In the art of questioning and seeking after truth we have, as in all areas of life, those who through rigorous effort, practical application, and patience have removed the dust obscuring the light of inner wisdom and gained access to that realm where the question, the answer, and truth become one. This implies that though collectively we may not be able to scale the pinnacle of truth, individually we may.

This book represents the wisdom of one such individual: Gururaj Ananda Yogi. Born in the province of Gujarat, India, as a child he displayed a remarkably advanced spiritual consciousness. Already by the age of four his questions were consistently about the meaning and purpose of life and the possibility of truly knowing or experiencing the Godhead. As he matured, his reading and highly developed intuition made him more and more aware that what he sought actually lay within himself and within all human beings.

Once having permanently entered the Self-realized state, Gururaj could perceive with perfect clarity and simplicity a truth which he had often encountered in his philosophical reading. In his own words, “It was very obvious to me that having realized this state, it made very little difference how one arrived there, provided the path a person chose was right for that individual. One could be a Christian or a Jew, a Hindu or a Moslem, a Buddhist or a Taoist, a student of Eastern or Western philosophy.”

Gururaj’s work is to provide instruction and guidance through meditation and self help programs to many people in the world. He stresses the importance of matching the right meditation techniques to the individual and has evolved a method of selecting meditation practices that would meet the unique mental, emotional and spiritual needs of each person. Over the years he has personally instructed into meditation thousands of individuals from many racial, religious, and cultural backgrounds.

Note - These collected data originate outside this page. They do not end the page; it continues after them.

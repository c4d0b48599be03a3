//! Request-scoped entity index and relationship resolution

use indexmap::IndexMap;

use crate::entity::Entity;
use crate::error::ModelError;

/// In-memory index of entities by id, built once per processing run
///
/// Iteration follows insertion order, so downstream results are
/// deterministic for a given input ordering.
#[derive(Debug, Default)]
pub struct EntityStore {
    entities: IndexMap<String, Entity>,
}

impl EntityStore {
    /// Index a batch of entities
    ///
    /// Duplicate ids are a configuration error supplied by the collaborator
    /// and reject the whole run.
    pub fn index(entities: Vec<Entity>) -> Result<Self, ModelError> {
        let mut map = IndexMap::with_capacity(entities.len());
        for entity in entities {
            if map.contains_key(&entity.id) {
                return Err(ModelError::duplicate_id(&entity.id));
            }
            map.insert(entity.id.clone(), entity);
        }
        Ok(Self { entities: map })
    }

    /// Look up an entity by id
    pub fn get(&self, id: &str) -> Option<&Entity> {
        self.entities.get(id)
    }

    /// All entities in insertion order
    pub fn iter(&self) -> impl Iterator<Item = &Entity> {
        self.entities.values()
    }

    /// Entities carrying the given type tag, in insertion order
    pub fn of_type<'a>(&'a self, tag: &'a str) -> impl Iterator<Item = &'a Entity> {
        self.entities.values().filter(move |e| e.has_type(tag))
    }

    /// Resolve the implicit relationship "child points at parent"
    ///
    /// Returns every entity tagged `target_type` that has at least one
    /// attribute whose raw value equals `source_id`. Multiple qualifying
    /// attributes on one entity still yield a single match. The resolver
    /// never infers the reverse direction.
    pub fn related(&self, source_id: &str, target_type: &str) -> Vec<&Entity> {
        self.entities
            .values()
            .filter(|e| {
                e.has_type(target_type) && e.attributes.iter().any(|a| a.value == source_id)
            })
            .collect()
    }

    /// Number of indexed entities
    pub fn len(&self) -> usize {
        self.entities.len()
    }

    /// Whether the store is empty
    pub fn is_empty(&self) -> bool {
        self.entities.is_empty()
    }
}

#[cfg(test)]
mod tests {
    use super::*;
    use crate::entity::Attribute;
    use pretty_assertions::assert_eq;

    fn sample() -> EntityStore {
        EntityStore::index(vec![
            Entity::new("C1", "Contract").with_attribute(Attribute::number("ISS", "0.05")),
            Entity::new("S1", "Servico").with_attribute(Attribute::text("contractId", "C1")),
            Entity::new("S2", "Servico").with_attribute(Attribute::text("contractId", "C2")),
            Entity::new("M1", "Medicao")
                .with_attribute(Attribute::text("serviceId", "S1"))
                .with_attribute(Attribute::text("backupRef", "S1")),
        ])
        .unwrap()
    }

    #[test]
    fn duplicate_ids_are_rejected() {
        let err = EntityStore::index(vec![
            Entity::new("E1", "Produto"),
            Entity::new("E1", "Produto"),
        ])
        .unwrap_err();
        assert_eq!(err, ModelError::duplicate_id("E1"));
    }

    #[test]
    fn related_matches_on_attribute_value_and_type() {
        let store = sample();
        let children = store.related("C1", "Servico");
        assert_eq!(
            children.iter().map(|e| e.id.as_str()).collect::<Vec<_>>(),
            vec!["S1"]
        );
    }

    #[test]
    fn related_deduplicates_multiple_qualifying_attributes() {
        // M1 points at S1 through two attributes but matches once
        let store = sample();
        let children = store.related("S1", "Medicao");
        assert_eq!(children.len(), 1);
        assert_eq!(children[0].id, "M1");
    }

    #[test]
    fn related_requires_the_target_type_tag() {
        let store = sample();
        assert!(store.related("C1", "Medicao").is_empty());
    }

    #[test]
    fn related_is_one_directional() {
        // S1 declares C1's id; nothing infers the reverse
        let store = sample();
        assert!(store.related("S1", "Contract").is_empty());
    }

    #[test]
    fn of_type_respects_multiple_tags() {
        let store = EntityStore::index(vec![Entity {
            id: "X1".to_string(),
            entity_type: vec!["Servico".to_string(), "Medicao".to_string()],
            attributes: Vec::new(),
        }])
        .unwrap();
        assert_eq!(store.of_type("Servico").count(), 1);
        assert_eq!(store.of_type("Medicao").count(), 1);
        assert_eq!(store.of_type("Contract").count(), 0);
    }
}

There is an important point regarding Gururaj and his work which must be made very clear. According to Gururaj, “The purpose of the external guru is to help awaken the internal guru within each person. Therefore, my work is to guide people in learning how to experience their own inner guide, to awaken them to an inner awareness of their own greater Self. When this becomes accomplished, my guidance is no longer required, for each person becomes a guru unto himself.”

The essence of thought contained within these pages is universal, without regard to culture, doctrine or dogma. They are not intended to be the expression of any single point of view that must be believed at face value, but fuel that will add to your won fire of further inquiry and knowledge. Take this information and test it in the laboratory of your own life. If it benefits you, hold tightly to it; if not, discard it.

These passages reflect a masterful awareness of the universal truths they express. Like Truth itself, they can be so simple as to seem obvious, or so paradoxical as to seem impossible. Apparent contradictions are inevitable when speaking from many levels of understanding, so the paradoxes and contradictions are to be enjoyed for what they are—expressions of the multi-dimensional quality of human existence. More than most of us, Gururaj lives the many levels of which he speaks in these passages.

This book is not necessarily intended to be read cover to cover, like a novel. We have noticed, while editing and therefore rereading the various passages many times, that they have taken on different meanings. The passages that took on the greatest importance for us shifted from day to day. Already-familiar passages would come alive with a new depth, mirroring our changing needs or a new area in which our awareness was growing.

Long after the mind thinks it knows the contents of this short book, the heart will continue to find fresh life in its passages.